1. The net flux through the surface is $8.23N.\raisebox{1ex}{$m^2$}\!\left/ \!\raisebox{-1ex}{$C$}\right.$ .
2. The net enclosed charge by the surface is $7.29\times {10}^{-11}C$.
3. The net flux through the surface is $8.23N\raisebox{1ex}{$m^2$}\!\left/ \!\raisebox{-1ex}{$C$}\right.$ .
4. The net enclosed charge is $7.29\times {10}^{-11}C$.

Step-by-step solution

The given data

The edge length of the cube,$a=1.4m$

Understanding the concept of Gauss law-planar symmetry

Using the gauss flux theorem, we can get the net flux through the surfaces. Now, using the same concept, we can get the net charge contained in the cube.

Formula:

The electric flux passing through the surface,

$\varphi =E.A=\frac{q}{{\in }_0}\left(1\right)$

a) Calculation of the net flux 

Let the area of the cube,$A={\left(1.40m\right)}^2$

Then, the net flux enclosed by the cube is given using equation (1) as:

$$\begin{gathered} \varphi =\left(3.00y\hat{j}\right).\left(-A\hat{j}\right){\left|{}_{y=0m}+\left(3.00y\hat{j}\right).\left(A\hat{j}\right)\right|}_{y=1.40m} \\ \varphi =\left(3.00\raisebox{1ex}{$N$}\!\left/ \!\raisebox{-1ex}{$C$}\right.\right){\left(1.40m\right)}^2 \\ \varphi =8.23N.m^2/C \end{gathered}$$

Hence, the value of the flux is$8.23N.m^2/C$ .

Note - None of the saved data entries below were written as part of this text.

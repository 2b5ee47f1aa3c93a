//! Purchasing-power calculator handler

use std::sync::Arc;

use axum::{
    extract::{Query, State},
    Json,
};
use serde::{Deserialize, Serialize};

use inflatrack_core::{adjust as adjust_series, AdjustedSeries};

use super::check_range;
use crate::{AppError, AppState};

/// Default amount for the calculator
const DEFAULT_AMOUNT: f64 = 1000.0;

#[derive(Debug, Deserialize)]
pub struct AdjustQuery {
    pub country: String,
    pub from: i32,
    pub to: i32,
    pub amount: Option<f64>,
}

#[derive(Debug, Serialize)]
pub struct AdjustResponse {
    #[serde(flatten)]
    pub series: AdjustedSeries,
    pub final_value: f64,
    /// Percent change of the final value over the initial amount
    pub cumulative_inflation: Option<f64>,
}

/// GET /api/adjust - Inflation-adjusted value of an amount over a year range
pub async fn adjust(
    State(state): State<Arc<AppState>>,
    Query(params): Query<AdjustQuery>,
) -> Result<Json<AdjustResponse>, AppError> {
    check_range(Some(params.from), Some(params.to))?;
    let amount = params.amount.unwrap_or(DEFAULT_AMOUNT);
    if !amount.is_finite() {
        return Err(AppError::bad_request("amount must be a finite number"));
    }

    let dataset = state.store.current().await?;
    let series = adjust_series(&dataset, &params.country, params.from, params.to, amount)?;

    Ok(Json(AdjustResponse {
        final_value: series.final_value(),
        cumulative_inflation: series.cumulative_inflation(),
        series,
    }))
}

b) Calculation of the net charge enclosed by the cube 

The charge enclosed by the cube is now given using equation (i) as:

$$\begin{gathered} q_{enc}=\left(8.85\times {10}^{-12}{C}^2/N{m}^2\right)\left(8.23N.m^2/C\right) \\ {q}_{enc}=7.29\times {10}^{-11}C \end{gathered}$$

Hence, the value of the charge is $7.29\times {10}^{-11}C$.

c) Calculation of the net flux 

Let the area of the cube,$A={\left(1.40m\right)}^2$

The electric field can be re-written as:$\overrightarrow{E}=3.00y\hat{j}+\overrightarrow{E_0}$,

where $\overrightarrow{E_0}=-4.00\hat{i}+6.00\hat{j}$ is a constant field which does not contribute to the net flux through the cube.

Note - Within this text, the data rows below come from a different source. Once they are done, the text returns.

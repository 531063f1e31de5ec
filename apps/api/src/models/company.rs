use serde::{Deserialize, Serialize};

#[derive(Debug, Clone, PartialEq, Serialize, Deserialize)]
pub struct Company {
    pub id: String,
    pub name: String,
    pub logo: String,
    pub location: String,
    pub description: String,
}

Thus, the net flux remains constant for this field and is$8.23N.m^2/C$.

d) Calculation of the net charge enclosed by the cube

The charge enclosed by the cube is now given using equation (1) such that,

$$\begin{gathered} q_{enc}=\left(8.85\times {10}^{-12}{C}^2/N{m}^2\right)\left(8.23N.m^2/C\right) \\ {q}_{enc}=7.29\times {10}^{-11}C \end{gathered}$$

Hence, the value of the charge is$7.29\times {10}^{-11}C$ .